Not because I think it’s wrong that someone with Down Syndrome sang the national anthem at a professional baseball game. Why would it be? Particularly since Michael Mullins does have  a very nice voice. It’s been his dream for almost a decade, apparently, to sing the national anthem before a Red Sox Game at Fenway. He’s been actively campaigning with Fenway staff for the last four years for the chance to do it.

Here’s my issue: Plenty of people who since very nicely would also love the chance to sing the national anthem at a Fenway game, and wouldn’t get anywhere near the top of the list of the people being considered for that privilege, even after four decades of campaigning for it. I suspect that Michael Mullins got the chance more because he’s disabled than because of the quality of his voice.

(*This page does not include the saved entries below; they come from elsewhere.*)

//! Ordered middleware chain.
//!
//! Each stage receives the current [`Event`] and either hands a replacement
//! event to the next stage ([`Flow::Continue`]) or halts the chain with a
//! terminal value ([`Flow::Stop`]). Errors abort the chain and propagate
//! to the caller as-is.

use std::sync::Arc;

use async_trait::async_trait;
use serde_json::Value;
use tracing::{debug, warn};

use crate::error::{NotifyError, Result};
use crate::event::{Event, Payload};

/// Decision returned by a stage.
#[derive(Debug, Clone, PartialEq)]
pub enum Flow {
    /// Pass this event to the next stage.
    Continue(Event),
    /// Stop processing and return this value to the caller.
    Stop(Value),
}

/// Result of running the whole chain.
#[derive(Debug, Clone, PartialEq)]
pub enum Outcome {
    /// Every stage continued; carries the final event.
    Completed(Event),
    /// A stage halted the chain with a terminal value.
    Stopped(Value),
}

impl Outcome {
    /// Final payload when the chain completed.
    pub fn payload(&self) -> Option<&Payload> {
        match self {
            Outcome::Completed(event) => Some(&event.payload),
            Outcome::Stopped(_) => None,
        }
    }

    pub fn is_completed(&self) -> bool {
        matches!(self, Outcome::Completed(_))
    }

    pub fn into_event(self) -> Option<Event> {
        match self {
            Outcome::Completed(event) => Some(event),
            Outcome::Stopped(_) => None,
        }
    }
}

/// A single processing stage.
///
/// Stages take the event by value; whatever they return in
/// [`Flow::Continue`] is a fresh handover owned by the next stage.
#[async_trait]
pub trait Middleware: Send + Sync {
    /// Stage name used in diagnostics.
    fn name(&self) -> &str;

    /// Process an event.
    async fn call(&self, event: Event) -> Result<Flow>;
}

/// Ordered list of stages.
#[derive(Clone, Default)]
pub struct Pipeline {
    stages: Vec<Arc<dyn Middleware>>,
}

impl Pipeline {
    pub fn new() -> Self {
        Self::default()
    }

    /// Append a stage to the end of the chain.
    pub fn with(mut self, stage: impl Middleware + 'static) -> Self {
        self.stages.push(Arc::new(stage));
        self
    }

    /// Append an already shared stage.
    pub fn with_shared(mut self, stage: Arc<dyn Middleware>) -> Self {
        self.stages.push(stage);
        self
    }

    pub fn push(&mut self, stage: Arc<dyn Middleware>) {
        self.stages.push(stage);
    }

    pub fn len(&self) -> usize {
        self.stages.len()
    }

    pub fn is_empty(&self) -> bool {
        self.stages.is_empty()
    }

    /// Stage names in execution order.
    pub fn stage_names(&self) -> Vec<&str> {
        self.stages.iter().map(|s| s.name()).collect()
    }

    /// Run every stage in order, threading the event through.
    ///
    /// An empty pipeline returns the input unchanged.
    pub async fn execute(&self, event: Event) -> Result<Outcome> {
        let mut current = event;

        for stage in &self.stages {
            debug!(stage = stage.name(), event = %current.name, "Running stage");

            let flow = stage
                .call(current)
                .await
                .inspect_err(|e| warn!(stage = stage.name(), error = %e, "Stage failed"))?;

            match flow {
                Flow::Continue(next) => {
                    if next.name.is_empty() {
                        return Err(NotifyError::PipelineContract {
                            stage: stage.name().to_string(),
                            message: "continued with an empty event name".to_string(),
                        });
                    }
                    current = next;
                }
                Flow::Stop(value) => {
                    debug!(stage = stage.name(), "Stage stopped the pipeline");
                    return Ok(Outcome::Stopped(value));
                }
            }
        }

        Ok(Outcome::Completed(current))
    }
}

impl std::fmt::Debug for Pipeline {
    fn fmt(&self, f: &mut std::fmt::Formatter<'_>) -> std::fmt::Result {
        f.debug_struct("Pipeline")
            .field("stages", &self.stage_names())
            .finish()
    }
}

Voice quality was probably a factor. Just not likely the deciding one.

That’s problematic to me.

Did Michael Mullins Agree to “Raise Awareness”?

The video of Michael Mullins singing was uploaded with the following caption:

This video literally captures a dream coming true as Mike raises awareness for adults with disabilities while showcasing his amazing singing ability. Please share this video to raise more awareness and promote an amazing dream coming true.

I’ve got dreams, too. I’d love work with Jon Stewart as a writer for “The Daily Show”. But not because me having that job raises stroke awareness, or because there’s a perception that because I’m disabled, that makes whatever writing gifts I do have especially amazing. Or because, as a disabled person, my life must be so difficult that I’m more deserving of a chance than other folks than having that dream come true. All things considered, even my post-stroke life’s been pretty cushy. If we’re going to start out “Your dream’s coming true” cards to people on the basis of how great the challenges are that they face in life, plenty of people (disabled and non-disabled) should be in line for one ahead of me.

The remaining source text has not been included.